Problem statement:
Return all entries below exactly. Skip nothing.

══ Records supplied ══

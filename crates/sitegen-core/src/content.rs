//! Content types and structures.

use std::path::{Component, Path};

use serde::{Deserialize, Serialize, Serializer, ser::SerializeMap};
use serde_json::Value;

use crate::frontmatter::Metadata;

/// Front matter key naming the template a page is rendered with.
pub const TEMPLATE_KEY: &str = "template";

/// Front matter key holding the page's publication date.
pub const PUBLICATION_DATE_KEY: &str = "publication_date";

/// Keys synthesized by the parser. They always win over front matter keys
/// of the same name.
pub const RESERVED_KEYS: [&str; 3] = ["content", "url", "canonical"];

/// How a file found in the content tree is treated.
#[derive(Debug, Clone, Copy, PartialEq, Eq, Serialize, Deserialize)]
#[serde(rename_all = "lowercase")]
pub enum FileKind {
    /// Markdown with optional front matter (.md files), rendered through a template.
    Markup,
    /// JSON data (.json files), copied and exposed to templates.
    Data,
    /// Anything else, copied verbatim.
    Static,
}

impl FileKind {
    /// Determine the kind from a file extension.
    pub fn from_extension(ext: &str) -> Self {
        match ext.to_lowercase().as_str() {
            "md" => Self::Markup,
            "json" => Self::Data,
            _ => Self::Static,
        }
    }

    /// Determine the kind from a file path.
    pub fn from_path(path: &Path) -> Self {
        path.extension()
            .and_then(|ext| ext.to_str())
            .map_or(Self::Static, Self::from_extension)
    }

    /// Whether files of this kind are copied to the output unchanged.
    pub fn is_copied(&self) -> bool {
        !matches!(self, Self::Markup)
    }
}

/// Build a site-relative URL (`/posts/hello.html`) from a path relative to
/// the output or content root.
pub fn site_url(relative: &Path) -> String {
    let mut url = String::new();
    for component in relative.components() {
        if let Component::Normal(part) = component {
            url.push('/');
            url.push_str(&part.to_string_lossy());
        }
    }
    if url.is_empty() {
        url.push('/');
    }
    url
}

/// Derive the canonical URL for an output URL.
///
/// - `/posts/index.html` becomes `/posts/`
/// - `/posts/hello.html` becomes `/posts/hello`
/// - anything else is returned unchanged
pub fn canonical_url(url: &str) -> String {
    if url.ends_with("/index.html") {
        url[..url.len() - "index.html".len()].to_string()
    } else if let Some(stem) = url.strip_suffix(".html") {
        stem.to_string()
    } else {
        url.to_string()
    }
}

/// A parsed content page.
///
/// Serializes as one flat mapping: the front matter keys followed by
/// `content`, `url` and `canonical`. Front matter keys with those names are
/// dropped in favor of the synthesized values.
#[derive(Debug, Clone, PartialEq)]
pub struct PageContent {
    metadata: Metadata,
    content: String,
    url: String,
    canonical: String,
}

impl PageContent {
    /// Create a page from its metadata, rendered HTML body and output URL.
    pub fn new(metadata: Metadata, content: impl Into<String>, url: impl Into<String>) -> Self {
        let url = url.into();
        let canonical = canonical_url(&url);
        Self {
            metadata,
            content: content.into(),
            url,
            canonical,
        }
    }

    /// Front matter as parsed, including any shadowed reserved keys.
    pub fn metadata(&self) -> &Metadata {
        &self.metadata
    }

    /// Rendered HTML body.
    pub fn content(&self) -> &str {
        &self.content
    }

    /// Site-relative output URL, e.g. `/posts/hello.html`.
    pub fn url(&self) -> &str {
        &self.url
    }

    /// Canonical URL, e.g. `/posts/hello`.
    pub fn canonical(&self) -> &str {
        &self.canonical
    }

    /// Look up a key the way templates see it.
    pub fn get(&self, key: &str) -> Option<Value> {
        match key {
            "content" => Some(Value::String(self.content.clone())),
            "url" => Some(Value::String(self.url.clone())),
            "canonical" => Some(Value::String(self.canonical.clone())),
            _ => self.metadata.get(key).cloned(),
        }
    }

    /// Template identifier from the front matter, when it is a string.
    pub fn template(&self) -> Option<&str> {
        self.metadata.get(TEMPLATE_KEY).and_then(Value::as_str)
    }

    /// Publication date as sitemap text.
    ///
    /// Empty strings, booleans, null and compound values count as absent.
    pub fn publication_date(&self) -> Option<String> {
        match self.metadata.get(PUBLICATION_DATE_KEY)? {
            Value::String(s) if !s.is_empty() => Some(s.clone()),
            Value::Number(n) => Some(n.to_string()),
            _ => None,
        }
    }

    /// The merged mapping templates receive.
    pub fn to_map(&self) -> Metadata {
        let mut map = self.metadata.clone();
        map.insert("content".to_string(), Value::String(self.content.clone()));
        map.insert("url".to_string(), Value::String(self.url.clone()));
        map.insert(
            "canonical".to_string(),
            Value::String(self.canonical.clone()),
        );
        map
    }
}

impl Serialize for PageContent {
    fn serialize<S: Serializer>(&self, serializer: S) -> Result<S::Ok, S::Error> {
        let shadowed = RESERVED_KEYS
            .iter()
            .filter(|key| self.metadata.contains_key(**key))
            .count();
        let mut map = serializer.serialize_map(Some(self.metadata.len() - shadowed + 3))?;
        for (key, value) in &self.metadata {
            if !RESERVED_KEYS.contains(&key.as_str()) {
                map.serialize_entry(key, value)?;
            }
        }
        map.serialize_entry("content", &self.content)?;
        map.serialize_entry("url", &self.url)?;
        map.serialize_entry("canonical", &self.canonical)?;
        map.end()
    }
}

/// A non-markup file copied to the output.
#[derive(Debug, Clone, PartialEq, Serialize)]
pub struct StaticAsset {
    /// Site-relative URL, e.g. `/data.json`.
    pub url: String,

    /// Parsed content for data files, `None` for everything else.
    pub content: Option<Value>,
}

impl StaticAsset {
    /// Asset without parsed content.
    pub fn file(url: impl Into<String>) -> Self {
        Self {
            url: url.into(),
            content: None,
        }
    }

    /// Asset carrying parsed data.
    pub fn data(url: impl Into<String>, content: Value) -> Self {
        Self {
            url: url.into(),
            content: Some(content),
        }
    }
}

/// One `<url>` of the sitemap.
#[derive(Debug, Clone, PartialEq, Eq)]
pub struct SitemapEntry {
    /// Canonical site-relative URL.
    pub url: String,

    /// Publication date as written in the front matter.
    pub date: Option<String>,
}

impl SitemapEntry {
    /// Derive the entry for a rendered page.
    pub fn from_page(page: &PageContent) -> Self {
        Self {
            url: page.canonical().to_string(),
            date: page.publication_date(),
        }
    }
}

═══

Answer to the exercise:
filename crates/sitegen-core/src/content.rs
//! Content types and structures.

use std::path::{Component, Path};

use serde::{Deserialize, Serialize, Serializer, ser::SerializeMap};
use serde_json::Value;

use crate::frontmatter::Metadata;

/// Front matter key naming the template a page is rendered with.
pub const TEMPLATE_KEY: &str = "template";

/// Front matter key holding the page's publication date.
pub const PUBLICATION_DATE_KEY: &str = "publication_date";

/// Keys synthesized by the parser. They always win over front matter keys
/// of the same name.
pub const RESERVED_KEYS: [&str; 3] = ["content", "url", "canonical"];

/// How a file found in the content tree is treated.
#[derive(Debug, Clone, Copy, PartialEq, Eq, Serialize, Deserialize)]
#[serde(rename_all = "lowercase")]
pub enum FileKind {
    /// Markdown with optional front matter (.md files), rendered through a template.
    Markup,
    /// JSON data (.json files), copied and exposed to templates.
    Data,
    /// Anything else, copied verbatim.
    Static,
}

impl FileKind {
    /// Determine the kind from a file extension.
    pub fn from_extension(ext: &str) -> Self {
        match ext.to_lowercase().as_str() {
            "md" => Self::Markup,
            "json" => Self::Data,
            _ => Self::Static,
        }
    }

    /// Determine the kind from a file path.
    pub fn from_path(path: &Path) -> Self {
        path.extension()
            .and_then(|ext| ext.to_str())
            .map_or(Self::Static, Self::from_extension)
    }

    /// Whether files of this kind are copied to the output unchanged.
    pub fn is_copied(&self) -> bool {
        !matches!(self, Self::Markup)
    }
}

/// Build a site-relative URL (`/posts/hello.html`) from a path relative to
/// the output or content root.
pub fn site_url(relative: &Path) -> String {
    let mut url = String::new();
    for component in relative.components() {
        if let Component::Normal(part) = component {
            url.push('/');
            url.push_str(&part.to_string_lossy());
        }
    }
    if url.is_empty() {
        url.push('/');
    }
    url
}

/// Derive the canonical URL for an output URL.
///
/// - `/posts/index.html` becomes `/posts/`
/// - `/posts/hello.html` becomes `/posts/hello`
/// - anything else is returned unchanged
pub fn canonical_url(url: &str) -> String {
    if url.ends_with("/index.html") {
        url[..url.len() - "index.html".len()].to_string()
    } else if let Some(stem) = url.strip_suffix(".html") {
        stem.to_string()
    } else {
        url.to_string()
    }
}

/// A parsed content page.
///
/// Serializes as one flat mapping: the front matter keys followed by
/// `content`, `url` and `canonical`. Front matter keys with those names are
/// dropped in favor of the synthesized values.
#[derive(Debug, Clone, PartialEq)]
pub struct PageContent {
    metadata: Metadata,
    content: String,
    url: String,
    canonical: String,
}

impl PageContent {
    /// Create a page from its metadata, rendered HTML body and output URL.
    pub fn new(metadata: Metadata, content: impl Into<String>, url: impl Into<String>) -> Self {
        let url = url.into();
        let canonical = canonical_url(&url);
        Self {
            metadata,
            content: content.into(),
            url,
            canonical,
        }
    }

    /// Front matter as parsed, including any shadowed reserved keys.
    pub fn metadata(&self) -> &Metadata {
        &self.metadata
    }

    /// Rendered HTML body.
    pub fn content(&self) -> &str {
        &self.content
    }

    /// Site-relative output URL, e.g. `/posts/hello.html`.
    pub fn url(&self) -> &str {
        &self.url
    }

    /// Canonical URL, e.g. `/posts/hello`.
    pub fn canonical(&self) -> &str {
        &self.canonical
    }

    /// Look up a key the way templates see it.
    pub fn get(&self, key: &str) -> Option<Value> {
        match key {
            "content" => Some(Value::String(self.content.clone())),
            "url" => Some(Value::String(self.url.clone())),
            "canonical" => Some(Value::String(self.canonical.clone())),
            _ => self.metadata.get(key).cloned(),
        }
    }

    /// Template identifier from the front matter, when it is a string.
    pub fn template(&self) -> Option<&str> {
        self.metadata.get(TEMPLATE_KEY).and_then(Value::as_str)
    }

    /// Publication date as sitemap text.
    ///
    /// Empty strings, booleans, null and compound values count as absent.
    pub fn publication_date(&self) -> Option<String> {
        match self.metadata.get(PUBLICATION_DATE_KEY)? {
            Value::String(s) if !s.is_empty() => Some(s.clone()),
            Value::Number(n) => Some(n.to_string()),
            _ => None,
        }
    }

    /// The merged mapping templates receive.
    pub fn to_map(&self) -> Metadata {
        let mut map = self.metadata.clone();
        map.insert("content".to_string(), Value::String(self.content.clone()));
        map.insert("url".to_string(), Value::String(self.url.clone()));
        map.insert(
            "canonical".to_string(),
            Value::String(self.canonical.clone()),
        );
        map
    }
}

impl Serialize for PageContent {
    fn serialize<S: Serializer>(&self, serializer: S) -> Result<S::Ok, S::Error> {
        let shadowed = RESERVED_KEYS
            .iter()
            .filter(|key| self.metadata.contains_key(**key))
            .count();
        let mut map = serializer.serialize_map(Some(self.metadata.len() - shadowed + 3))?;
        for (key, value) in &self.metadata {
            if !RESERVED_KEYS.contains(&key.as_str()) {
                map.serialize_entry(key, value)?;
            }
        }
        map.serialize_entry("content", &self.content)?;
        map.serialize_entry("url", &self.url)?;
        map.serialize_entry("canonical", &self.canonical)?;
        map.end()
    }
}

/// A non-markup file copied to the output.
#[derive(Debug, Clone, PartialEq, Serialize)]
pub struct StaticAsset {
    /// Site-relative URL, e.g. `/data.json`.
    pub url: String,

    /// Parsed content for data files, `None` for everything else.
    pub content: Option<Value>,
}

impl StaticAsset {
    /// Asset without parsed content.
    pub fn file(url: impl Into<String>) -> Self {
        Self {
            url: url.into(),
            content: None,
        }
    }

    /// Asset carrying parsed data.
    pub fn data(url: impl Into<String>, content: Value) -> Self {
        Self {
            url: url.into(),
            content: Some(content),
        }
    }
}

/// One `<url>` of the sitemap.
#[derive(Debug, Clone, PartialEq, Eq)]
pub struct SitemapEntry {
    /// Canonical site-relative URL.
    pub url: String,

    /// Publication date as written in the front matter.
    pub date: Option<String>,
}

impl SitemapEntry {
    /// Derive the entry for a rendered page.
    pub fn from_page(page: &PageContent) -> Self {
        Self {
            url: page.canonical().to_string(),
            date: page.publication_date(),
        }
    }
}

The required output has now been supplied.